Top Related Projects
Mirror of Apache griffin
Deequ is a library built on top of Apache Spark for defining "unit tests for data", which measure data quality in large datasets.
A light-weight, flexible, and expressive statistical data testing library
Data validation using Python type hints
Quick Overview
Great Expectations is an open-source Python library for data validation, documentation, and profiling.

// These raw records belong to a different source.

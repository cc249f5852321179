use tracing::warn;

use crate::{
    error::{Result, VsmError},
    vectorizer::{config::UnknownTermPolicy, vocabulary::Vocabulary},
};

/// Dense term count vector, one slot per vocabulary dimension
pub type TermVector = Vec<u32>;

/// Builds term count vectors over a fixed vocabulary.
///
/// Building a vector never touches corpus statistics; the corpus frequency
/// is derived afterwards from the finished document vectors
/// (see `corpus_frequency`).
#[derive(Debug, Clone, Copy)]
pub struct VectorBuilder<'a> {
    vocabulary: &'a Vocabulary,
    policy: UnknownTermPolicy,
}

impl<'a> VectorBuilder<'a> {
    pub fn new(vocabulary: &'a Vocabulary, policy: UnknownTermPolicy) -> Self {
        Self { vocabulary, policy }
    }

    /// Count normalized terms into a vector of vocabulary length.
    ///
    /// With `UnknownTermPolicy::Reject` the first term missing from the
    /// vocabulary fails the whole vector.
    pub fn build<T>(&self, terms: &[T]) -> Result<TermVector>
    where
        T: AsRef<str>,
    {
        let mut vector = vec![0u32; self.vocabulary.len()];
        let mut dropped = 0usize;
        for term in terms {
            let term = term.as_ref();
            match (self.vocabulary.get(term), self.policy) {
                (Some(dim), _) => vector[dim] += 1,
                (None, UnknownTermPolicy::Reject) => {
                    return Err(VsmError::UnknownTerm { term: term.to_string() });
                }
                (None, UnknownTermPolicy::Drop) => dropped += 1,
            }
        }
        if dropped > 0 {
            warn!(dropped, "dropped terms not present in the vocabulary");
        }
        Ok(vector)
    }
}

/// Total occurrences of every dimension across the given vectors
pub fn corpus_frequency(vectors: &[TermVector], dimensions: usize) -> Vec<u64> {
    let mut freq = vec![0u64; dimensions];
    for vector in vectors {
        debug_assert_eq!(vector.len(), dimensions);
        for (acc, &count) in freq.iter_mut().zip(vector) {
            *acc += count as u64;
        }
    }
    freq
}

#[cfg(test)]
mod tests {
    use super::*;

    fn vocab() -> Vocabulary {
        Vocabulary::from_terms(&["cat", "sat", "dog"])
    }

    #[test]
    fn counts_terms_per_dimension() {
        let v = vocab();
        let b = VectorBuilder::new(&v, UnknownTermPolicy::Reject);
        assert_eq!(b.build(&["cat", "sat"]).unwrap(), vec![1, 1, 0]);
        assert_eq!(b.build(&["dog", "dog", "cat"]).unwrap(), vec![1, 0, 2]);
        assert_eq!(b.build::<&str>(&[]).unwrap(), vec![0, 0, 0]);
    }

    #[test]
    fn reject_policy_fails_on_unknown_term() {
        let v = vocab();
        let b = VectorBuilder::new(&v, UnknownTermPolicy::Reject);
        match b.build(&["cat", "bird"]) {
            Err(VsmError::UnknownTerm { term }) => assert_eq!(term, "bird"),
            other => panic!("expected UnknownTerm, got {:?}", other),
        }
    }

    #[test]
    fn drop_policy_skips_unknown_term() {
        let v = vocab();
        let b = VectorBuilder::new(&v, UnknownTermPolicy::Drop);
        assert_eq!(b.build(&["bird", "cat", "fish"]).unwrap(), vec![1, 0, 0]);
    }

    #[test]
    fn corpus_frequency_sums_columns() {
        let vectors = vec![vec![1, 1, 0], vec![0, 1, 1], vec![2, 0, 0]];
        assert_eq!(corpus_frequency(&vectors, 3), vec![3, 2, 1]);
        assert_eq!(corpus_frequency(&[], 2), vec![0, 0]);
    }
}
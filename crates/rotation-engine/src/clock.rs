use crate::types::TimeMs;
use std::sync::atomic::{AtomicI64, Ordering};
use std::sync::Arc;

/// Source of wall-clock time in epoch milliseconds
pub trait Clock: Send + Sync + 'static {
	fn now_ms(&self) -> TimeMs;
}

#[derive(Debug, Clone, Copy, Default)]
pub struct SystemClock;

impl Clock for SystemClock {
	fn now_ms(&self) -> TimeMs {
		chrono::Utc::now().timestamp_millis()
	}
}

/// Clock that only moves when told to. Clones share the same instant.
#[derive(Debug, Clone, Default)]
pub struct ManualClock {
	now: Arc<AtomicI64>,
}

impl ManualClock {
	pub fn new(start: TimeMs) -> Self {
		Self { now: Arc::new(AtomicI64::new(start)) }
	}

	pub fn set(&self, now: TimeMs) {
		self.now.store(now, Ordering::SeqCst);
	}

	pub fn advance(&self, by_ms: TimeMs) -> TimeMs {
		self.now.fetch_add(by_ms, Ordering::SeqCst) + by_ms
	}
}

impl Clock for ManualClock {
	fn now_ms(&self) -> TimeMs {
		self.now.load(Ordering::SeqCst)
	}
}

#[cfg(test)]
mod tests {
	use super::*;

	#[test]
	fn test_manual_clock_is_shared_between_clones() {
		let clock = ManualClock::new(1_000);
		let other = clock.clone();
		assert_eq!(clock.advance(500), 1_500);
		assert_eq!(other.now_ms(), 1_500);
		other.set(0);
		assert_eq!(clock.now_ms(), 0);
	}

	#[test]
	fn test_system_clock_is_epoch_millis() {
		// 2020-01-01T00:00:00Z
		assert!(SystemClock.now_ms() > 1_577_836_800_000);
	}
}
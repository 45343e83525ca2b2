use crate::types::ProjectId;
use thiserror::Error;

pub type Result<T> = std::result::Result<T, RotationError>;

#[derive(Debug, Error, Clone, PartialEq, Eq)]
pub enum RotationError {
	#[error("Project {project_id} has no scene with a camera to rotate through")]
	EmptyRotation { project_id: ProjectId },

	#[error("Project not found: {0}")]
	ProjectNotFound(ProjectId),

	#[error("Scene not found: {0}")]
	SceneNotFound(String),

	#[error("Camera not found: {0}")]
	CameraNotFound(String),

	#[error("Invalid content: {0}")]
	InvalidContent(String),

	#[error("Client is not allowed to edit")]
	EditNotPermitted,

	#[error("Store error: {0}")]
	Store(String),

	#[error("Invalid configuration: {0}")]
	InvalidConfig(String),
}

impl RotationError {
	/// Errors a poll loop can log and retry on its next tick
	pub fn is_recoverable(&self) -> bool {
		matches!(self, Self::Store(_) | Self::ProjectNotFound(_) | Self::EmptyRotation { .. })
	}
}

#[cfg(test)]
mod tests {
	use super::*;

	#[test]
	fn test_recoverable_classification() {
		assert!(RotationError::Store("timeout".into()).is_recoverable());
		assert!(!RotationError::EditNotPermitted.is_recoverable());
		assert!(!RotationError::InvalidConfig("x".into()).is_recoverable());
	}

	#[test]
	fn test_empty_rotation_message_names_project() {
		let err = RotationError::EmptyRotation { project_id: "p1".into() };
		assert!(err.to_string().contains("p1"));
	}
}
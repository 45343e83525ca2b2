//! Per-client poll loop.
//!
//! Each connected client runs one of these. A tick re-reads the store, and the
//! first project of interest that needs a write (a dangling runtime to heal or
//! an elapsed deadline to advance) gets it; everything else waits for the next
//! tick. Several clients advancing the same deadline commit identical writes.

use crate::engine::{ClientContext, RotationEngine};
use crate::error::Result;
use crate::machine::{self, Transition};
use crate::store::RuntimeStore;
use crate::types::{Ordered, Project, ProjectId};
use std::sync::atomic::{AtomicBool, Ordering};
use std::sync::Arc;
use tokio::sync::watch;
use tokio::task::JoinHandle;
use tokio::time::{interval, MissedTickBehavior};
use tokio_util::sync::CancellationToken;
use tracing::{debug, error, info, warn};

/// Which projects a client is watching
#[derive(Debug, Clone, PartialEq, Eq, Default)]
pub enum ProjectInterest {
	/// Every project, newest first
	#[default]
	All,
	Only(ProjectId),
}

impl ProjectInterest {
	/// Projects of interest in the order a tick visits them.
	pub fn select(&self, mut projects: Vec<Project>) -> Vec<Project> {
		match self {
			Self::All => {
				projects.sort_by(|a, b| b.sort_key().cmp(&a.sort_key()));
				projects
			}
			Self::Only(project_id) => projects.into_iter().filter(|p| p.id == *project_id).collect(),
		}
	}
}

/// What a single tick did
#[derive(Debug, Clone, PartialEq, Eq)]
pub enum TickOutcome {
	/// Previous tick on this client was still running
	Busy,
	/// Nothing was due
	Idle,
	Advanced(Transition),
	Healed(Transition),
}

/// Single-flight flag scoped to one client's ticks
#[derive(Debug, Clone, Default)]
pub struct SingleFlight {
	in_flight: Arc<AtomicBool>,
}

impl SingleFlight {
	pub fn try_acquire(&self) -> Option<FlightGuard> {
		self
			.in_flight
			.compare_exchange(false, true, Ordering::AcqRel, Ordering::Acquire)
			.ok()
			.map(|_| FlightGuard { in_flight: Arc::clone(&self.in_flight) })
	}

	pub fn is_in_flight(&self) -> bool {
		self.in_flight.load(Ordering::Acquire)
	}
}

pub struct FlightGuard {
	in_flight: Arc<AtomicBool>,
}

impl Drop for FlightGuard {
	fn drop(&mut self) {
		self.in_flight.store(false, Ordering::Release);
	}
}

pub struct PollLoop<S> {
	engine: RotationEngine<S>,
	ctx: ClientContext,
	interest_tx: watch::Sender<ProjectInterest>,
	interest_rx: watch::Receiver<ProjectInterest>,
	flight: SingleFlight,
}

impl<S: Clone> Clone for PollLoop<S> {
	fn clone(&self) -> Self {
		Self {
			engine: self.engine.clone(),
			ctx: self.ctx.clone(),
			interest_tx: self.interest_tx.clone(),
			interest_rx: self.interest_rx.clone(),
			flight: self.flight.clone(),
		}
	}
}

impl<S> PollLoop<S>
where
	S: RuntimeStore + Clone,
{
	pub fn new(engine: RotationEngine<S>, ctx: ClientContext, interest: ProjectInterest) -> Self {
		let (interest_tx, interest_rx) = watch::channel(interest);
		Self {
			engine,
			ctx,
			interest_tx,
			interest_rx,
			flight: SingleFlight::default(),
		}
	}

	pub fn flight(&self) -> &SingleFlight {
		&self.flight
	}

	/// Switch the projects this client watches; takes effect on the next tick.
	pub fn set_interest(&self, interest: ProjectInterest) {
		debug!("Client {} now watching {:?}", self.ctx.actor.uid, interest);
		self.interest_tx.send_replace(interest);
	}

	pub fn interest(&self) -> ProjectInterest {
		self.interest_rx.borrow().clone()
	}

	/// Runs one tick: at most one store write, and never two ticks at once on
	/// the same client.
	pub async fn tick_once(&self) -> Result<TickOutcome> {
		let Some(_guard) = self.flight.try_acquire() else {
			debug!("Tick skipped on client {}, previous tick still in flight", self.ctx.actor.uid);
			return Ok(TickOutcome::Busy);
		};

		if !self.ctx.can_edit {
			return Ok(TickOutcome::Idle);
		}

		let projects = self.interest().select(self.engine.store().projects().await?);
		let now = self.engine.now();

		for project in &projects {
			if machine::heal(project).is_some() {
				warn!("Project {} runtime points at deleted content, resetting", project.id);
				if let Some(healed) = self.engine.heal(&self.ctx, project).await? {
					return Ok(TickOutcome::Healed(healed));
				}
			}

			let transition = self.engine.advance_snapshot(&self.ctx, project, now).await?;
			if !transition.is_noop() {
				return Ok(TickOutcome::Advanced(transition));
			}
		}
		Ok(TickOutcome::Idle)
	}

	/// Ticks on the configured interval until cancelled.
	pub fn spawn(self, cancel: CancellationToken) -> JoinHandle<()> {
		tokio::spawn(async move {
			let mut ticker = interval(self.engine.config().tick_interval());
			ticker.set_missed_tick_behavior(MissedTickBehavior::Skip);
			info!("Poll loop started for client {} every {:?}", self.ctx.actor.uid, self.engine.config().tick_interval());

			loop {
				tokio::select! {
					() = cancel.cancelled() => {
						debug!("Poll loop for client {} cancelled", self.ctx.actor.uid);
						break;
					}
					_ = ticker.tick() => {
						match self.tick_once().await {
							Ok(TickOutcome::Advanced(t) | TickOutcome::Healed(t)) => debug!("Client {} wrote {:?} for project {}", self.ctx.actor.uid, t.kind, t.project_id),
							Ok(TickOutcome::Busy | TickOutcome::Idle) => {}
							Err(e) if e.is_recoverable() => warn!("Tick failed on client {}, retrying next tick: {}", self.ctx.actor.uid, e),
							Err(e) => {
								error!("Poll loop for client {} stopping: {}", self.ctx.actor.uid, e);
								break;
							}
						}
					}
				}
			}
			info!("Poll loop stopped for client {}", self.ctx.actor.uid);
		})
	}
}

#[cfg(test)]
mod tests {
	use super::*;
	use crate::clock::ManualClock;
	use crate::config::RotationConfig;
	use crate::machine::TransitionKind;
	use crate::store::InMemoryStore;
	use crate::types::{Actor, Camera, Scene};

	fn project(id: &str, order: i64) -> Project {
		Project::new(id, id.to_uppercase(), order).with_scene(
			Scene::new("s1", "Scene", 0)
				.with_camera(Camera::new("c1", "One", 0, 5))
				.with_camera(Camera::new("c2", "Two", 1, 5)),
		)
	}

	async fn poll_loop(ctx: ClientContext, interest: ProjectInterest) -> (PollLoop<InMemoryStore>, ManualClock) {
		let store = InMemoryStore::default();
		store.load([project("old", 0), project("new", 1)]).await;
		let clock = ManualClock::new(0);
		let engine = RotationEngine::new(store, Arc::new(clock.clone()), RotationConfig::default());
		(PollLoop::new(engine, ctx, interest), clock)
	}

	fn editor() -> ClientContext {
		ClientContext::editor(Actor::new("u1", "Director"))
	}

	#[test]
	fn test_all_interest_is_newest_first() {
		let picked = ProjectInterest::All.select(vec![project("old", 0), project("new", 1)]);
		let ids: Vec<&str> = picked.iter().map(|p| p.id.as_str()).collect();
		assert_eq!(ids, vec!["new", "old"]);

		let only = ProjectInterest::Only("old".into()).select(vec![project("old", 0), project("new", 1)]);
		assert_eq!(only.len(), 1);
	}

	#[test]
	fn test_single_flight_guard_releases_on_drop() {
		let flight = SingleFlight::default();
		let guard = flight.try_acquire();
		assert!(guard.is_some());
		assert!(flight.try_acquire().is_none());
		drop(guard);
		assert!(!flight.is_in_flight());
		assert!(flight.try_acquire().is_some());
	}

	#[tokio::test]
	async fn test_one_write_per_tick() {
		let (poll, clock) = poll_loop(editor(), ProjectInterest::All).await;
		poll.engine.start(&editor(), "old").await.unwrap();
		poll.engine.start(&editor(), "new").await.unwrap();
		clock.set(5_000);

		let first = poll.tick_once().await.unwrap();
		let TickOutcome::Advanced(t) = first else { panic!("expected an advance") };
		assert_eq!(t.project_id, "new");

		let second = poll.tick_once().await.unwrap();
		let TickOutcome::Advanced(t) = second else { panic!("expected an advance") };
		assert_eq!(t.project_id, "old");
		assert_eq!(t.kind, TransitionKind::Advanced);

		assert_eq!(poll.tick_once().await.unwrap(), TickOutcome::Idle);
	}

	#[tokio::test]
	async fn test_busy_while_in_flight() {
		let (poll, _) = poll_loop(editor(), ProjectInterest::All).await;
		let _held = poll.flight().try_acquire();
		assert_eq!(poll.tick_once().await.unwrap(), TickOutcome::Busy);
	}

	#[tokio::test]
	async fn test_interest_switch() {
		let (poll, clock) = poll_loop(editor(), ProjectInterest::Only("old".into())).await;
		poll.engine.start(&editor(), "new").await.unwrap();
		clock.set(5_000);
		assert_eq!(poll.tick_once().await.unwrap(), TickOutcome::Idle);

		poll.set_interest(ProjectInterest::Only("new".into()));
		assert!(matches!(poll.tick_once().await.unwrap(), TickOutcome::Advanced(_)));
	}

	#[tokio::test]
	async fn test_viewer_never_writes() {
		let (poll, clock) = poll_loop(ClientContext::viewer(Actor::new("v", "Viewer")), ProjectInterest::All).await;
		poll.engine.start(&editor(), "new").await.unwrap();
		clock.set(60_000);
		assert_eq!(poll.tick_once().await.unwrap(), TickOutcome::Idle);
		assert_eq!(poll.engine.runtime("new").await.unwrap().and_then(|rt| rt.ends_at()), Some(5_000));
	}
}
use crate::types::{CameraId, Ordered, Project, Scene, SceneId, DEFAULT_DURATION_SEC};

/// Outcome of looking for the camera after the current one
#[derive(Debug, Clone, PartialEq, Eq)]
pub enum NextPosition {
	Camera(CameraId),
	EndOfScene,
}

/// A `(scene, camera)` pair the rotation can sit on
#[derive(Debug, Clone, PartialEq, Eq)]
pub struct Position {
	pub scene_id: SceneId,
	pub camera_id: CameraId,
}

/// Siblings in traversal order: `order` ascending, then name, then id.
pub fn sorted_by_order_then_name<'a, T, I>(items: I) -> Vec<&'a T>
where
	T: Ordered + 'a,
	I: IntoIterator<Item = &'a T>,
{
	let mut sorted: Vec<&T> = items.into_iter().collect();
	sorted.sort_by(|a, b| a.sort_key().cmp(&b.sort_key()));
	sorted
}

/// First camera of the first scene (by order) that has any cameras.
///
/// Returns `None` when no scene in the project has a camera.
pub fn first_position(project: &Project) -> Option<Position> {
	sorted_by_order_then_name(project.scenes.values()).into_iter().find_map(|scene| {
		sorted_by_order_then_name(scene.cameras.values()).first().map(|camera| Position {
			scene_id: scene.id.clone(),
			camera_id: camera.id.clone(),
		})
	})
}

/// Immediate successor of `current_camera_id` within `scene`.
///
/// Never crosses into another scene. An unknown camera counts as the end.
pub fn next_position(scene: &Scene, current_camera_id: &str) -> NextPosition {
	let cameras = sorted_by_order_then_name(scene.cameras.values());
	let Some(idx) = cameras.iter().position(|c| c.id == current_camera_id) else {
		return NextPosition::EndOfScene;
	};
	cameras.get(idx + 1).map_or(NextPosition::EndOfScene, |next| NextPosition::Camera(next.id.clone()))
}

/// Duration the camera actually runs for; non-positive values fall back to the default.
pub fn effective_duration_sec(project: &Project, scene_id: &str, camera_id: &str, default_sec: u64) -> u64 {
	project
		.camera(scene_id, camera_id)
		.and_then(|c| u64::try_from(c.duration_sec).ok())
		.filter(|d| *d > 0)
		.unwrap_or(if default_sec > 0 { default_sec } else { DEFAULT_DURATION_SEC.unsigned_abs() })
}
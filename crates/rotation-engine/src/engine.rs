//! Per-client façade over the shared store.
//!
//! Every client runs its own engine against the same store. Operations read a
//! snapshot, compute a [`Transition`] and commit it as one write; there is no
//! leader and no lock beyond the store's own last-write-wins.

use crate::clock::Clock;
use crate::config::RotationConfig;
use crate::deadline::remaining_for;
use crate::error::{Result, RotationError};
use crate::live::LivePointer;
use crate::machine::{self, Transition};
use crate::runtime::RuntimeState;
use crate::store::{ChangeFeed, RuntimeStore};
use crate::types::{Actor, Project, TimeMs};
use std::sync::Arc;
use tracing::{debug, info};

/// Who is acting, and whether they may write runtime state
#[derive(Debug, Clone, PartialEq, Eq)]
pub struct ClientContext {
	pub actor: Actor,
	pub can_edit: bool,
}

impl ClientContext {
	pub fn editor(actor: Actor) -> Self {
		Self { actor, can_edit: true }
	}

	pub fn viewer(actor: Actor) -> Self {
		Self { actor, can_edit: false }
	}

	fn ensure_can_edit(&self) -> Result<()> {
		if self.can_edit {
			Ok(())
		} else {
			Err(RotationError::EditNotPermitted)
		}
	}
}

pub struct RotationEngine<S> {
	store: S,
	clock: Arc<dyn Clock>,
	config: RotationConfig,
}

impl<S: Clone> Clone for RotationEngine<S> {
	fn clone(&self) -> Self {
		Self {
			store: self.store.clone(),
			clock: Arc::clone(&self.clock),
			config: self.config.clone(),
		}
	}
}

impl<S> RotationEngine<S>
where
	S: RuntimeStore + Clone,
{
	pub fn new(store: S, clock: Arc<dyn Clock>, config: RotationConfig) -> Self {
		Self { store, clock, config }
	}

	pub fn store(&self) -> &S {
		&self.store
	}

	pub fn config(&self) -> &RotationConfig {
		&self.config
	}

	pub fn now(&self) -> TimeMs {
		self.clock.now_ms()
	}

	pub fn subscribe(&self) -> ChangeFeed {
		self.store.subscribe()
	}

	async fn load(&self, project_id: &str) -> Result<Project> {
		self.store.project(project_id).await?.ok_or_else(|| RotationError::ProjectNotFound(project_id.to_string()))
	}

	/// Commits a transition as one store write. No-ops never touch the store.
	async fn apply(&self, ctx: &ClientContext, transition: Transition, now: TimeMs) -> Result<Transition> {
		if transition.is_noop() {
			debug!("Project {} unchanged at {}", transition.project_id, now);
			return Ok(transition);
		}
		self.store.commit(&transition.project_id, transition.store_write(&ctx.actor, now)).await?;
		info!("Project {} {:?} by {} -> {:?}", transition.project_id, transition.kind, ctx.actor.name, transition.after);
		Ok(transition)
	}

	/// Start from the first camera, or resume a paused rotation.
	pub async fn start(&self, ctx: &ClientContext, project_id: &str) -> Result<Transition> {
		ctx.ensure_can_edit()?;
		let project = self.load(project_id).await?;
		let now = self.now();
		let transition = machine::start(&project, now, self.config.default_duration_sec)?;
		self.apply(ctx, transition, now).await
	}

	pub async fn pause(&self, ctx: &ClientContext, project_id: &str) -> Result<Transition> {
		ctx.ensure_can_edit()?;
		let project = self.load(project_id).await?;
		let now = self.now();
		self.apply(ctx, machine::pause(&project, now), now).await
	}

	pub async fn reset(&self, ctx: &ClientContext, project_id: &str) -> Result<Transition> {
		ctx.ensure_can_edit()?;
		let project = self.load(project_id).await?;
		self.apply(ctx, machine::reset(&project), self.now()).await
	}

	/// Advance a project if its current camera is due, reading a fresh snapshot.
	pub async fn advance(&self, ctx: &ClientContext, project_id: &str) -> Result<Transition> {
		ctx.ensure_can_edit()?;
		let project = self.load(project_id).await?;
		self.advance_snapshot(ctx, &project, self.now()).await
	}

	/// Advance against a snapshot the caller already holds.
	///
	/// Racing clients working from the same snapshot and instant commit the
	/// same write, so whichever lands last changes nothing.
	pub async fn advance_snapshot(&self, ctx: &ClientContext, project: &Project, now: TimeMs) -> Result<Transition> {
		ctx.ensure_can_edit()?;
		let transition = machine::advance(project, now, self.config.default_duration_sec);
		self.apply(ctx, transition, now).await
	}

	/// Drop a runtime that points at deleted content. `None` when there was nothing to heal.
	pub async fn heal(&self, ctx: &ClientContext, project: &Project) -> Result<Option<Transition>> {
		ctx.ensure_can_edit()?;
		match machine::heal(project) {
			Some(transition) => self.apply(ctx, transition, self.now()).await.map(Some),
			None => Ok(None),
		}
	}

	/// Effective runtime of a project; a dangling runtime reads as `None`.
	pub async fn runtime(&self, project_id: &str) -> Result<Option<RuntimeState>> {
		let project = self.load(project_id).await?;
		Ok(machine::effective_runtime(&project).cloned())
	}

	/// Whole seconds left on the current camera, `None` when idle.
	pub async fn remaining_now(&self, project_id: &str) -> Result<Option<u64>> {
		let project = self.load(project_id).await?;
		Ok(remaining_for(machine::effective_runtime(&project), self.now()))
	}

	pub async fn live(&self) -> Result<Option<LivePointer>> {
		self.store.live().await
	}
}
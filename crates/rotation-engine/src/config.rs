use crate::error::{Result, RotationError};
use serde::{Deserialize, Serialize};
use std::time::Duration;

#[derive(Debug, Clone, Serialize, Deserialize)]
pub struct RotationConfig {
	/// Poll loop period
	#[serde(default = "default_tick_interval")]
	pub tick_interval_ms: u64,

	/// Duration used for cameras without a usable `durationSec`
	#[serde(default = "default_duration")]
	pub default_duration_sec: u64,

	/// Floor applied when a camera duration is edited
	#[serde(default = "default_min_duration")]
	pub min_duration_sec: u64,

	/// Buffered store changes per subscriber before the oldest are dropped
	#[serde(default = "default_change_feed_capacity")]
	pub change_feed_capacity: usize,
}

fn default_tick_interval() -> u64 {
	500
}

fn default_duration() -> u64 {
	30
}

fn default_min_duration() -> u64 {
	1
}

fn default_change_feed_capacity() -> usize {
	256
}

impl RotationConfig {
	#[must_use]
	pub fn with_tick_interval(mut self, interval_ms: u64) -> Self {
		self.tick_interval_ms = interval_ms;
		self
	}

	#[must_use]
	pub fn with_default_duration(mut self, duration_sec: u64) -> Self {
		self.default_duration_sec = duration_sec;
		self
	}

	pub fn tick_interval(&self) -> Duration {
		Duration::from_millis(self.tick_interval_ms)
	}

	pub fn validate(&self) -> Result<()> {
		if self.tick_interval_ms == 0 {
			return Err(RotationError::InvalidConfig("tick interval must be positive".into()));
		}
		if self.default_duration_sec == 0 {
			return Err(RotationError::InvalidConfig("default camera duration must be positive".into()));
		}
		if self.min_duration_sec == 0 {
			return Err(RotationError::InvalidConfig("minimum camera duration must be positive".into()));
		}
		if self.change_feed_capacity == 0 {
			return Err(RotationError::InvalidConfig("change feed capacity must be positive".into()));
		}
		Ok(())
	}
}

impl Default for RotationConfig {
	fn default() -> Self {
		Self {
			tick_interval_ms: default_tick_interval(),
			default_duration_sec: default_duration(),
			min_duration_sec: default_min_duration(),
			change_feed_capacity: default_change_feed_capacity(),
		}
	}
}

#[cfg(test)]
mod tests {
	use super::*;

	#[test]
	fn test_defaults() {
		let config = RotationConfig::default();
		assert_eq!(config.tick_interval(), Duration::from_millis(500));
		assert_eq!(config.default_duration_sec, 30);
		assert!(config.validate().is_ok());
	}

	#[test]
	fn test_partial_config_fills_defaults() {
		let config: RotationConfig = serde_json::from_str(r#"{"tick_interval_ms": 250}"#).unwrap();
		assert_eq!(config.tick_interval_ms, 250);
		assert_eq!(config.min_duration_sec, 1);
	}

	#[test]
	fn test_validation() {
		assert!(RotationConfig::default().with_tick_interval(0).validate().is_err());
		assert!(RotationConfig::default().with_default_duration(0).validate().is_err());
	}
}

It helps data teams maintain data quality by allowing them to express what they expect from their data in a clear, human-readable format and then automatically validate those expectations.
Pros
- Flexible and extensible, supporting various data sources and expectation types
- Provides clear, human-readable documentation of data expectations
- Integrates well with existing data pipelines and workflows
- Offers data profiling capabilities to help discover and define expectations
Cons
- Steep learning curve for beginners
- Can be resource-intensive for large datasets
- Limited support for real-time data validation scenarios
- Some users report occasional inconsistencies in documentation
Code Examples
- Creating a simple expectation:
import great_expectations as ge
df = ge.read_csv("your_data.csv")
df.expect_column_values_to_be_between("age", min_value=0, max_value=120)
- Validating a dataset against expectations:
expectation_suite = ge.core.ExpectationSuite(expectation_suite_name="my_suite")
expectation_suite.add_expectation(
ge.core.ExpectationConfiguration(
expectation_type="expect_column_values_to_be_between",
kwargs={
"column": "age",
"min_value": 0,
"max_value": 120
}
)
)
validation_result = df.validate(expectation_suite=expectation_suite)
print(validation_result.success)
- Generating a data documentation site:
context = ge.data_context.DataContext()
suite = context.create_expectation_suite("my_suite")
batch = context.get_batch({"path": "your_data.csv"}, "my_datasource")
results = context.run_validation_operator("action_list_operator", assets_to_validate=[batch])
context.build_data_docs()
Getting Started
To get started with Great Expectations:
- Install the library:
pip install great_expectations
- Initialize a new Great Expectations project:
great_expectations init
- Connect to your data source and create expectations:
import great_expectations as ge
context = ge.get_context()
suite = context.create_expectation_suite("my_first_suite")
validator = context.get_validator(
batch_request=context.sources.pandas_default.read_csv("your_data.csv"),
expectation_suite=suite
)
validator.expect_column_values_to_be_between("age", min_value=0, max_value=120)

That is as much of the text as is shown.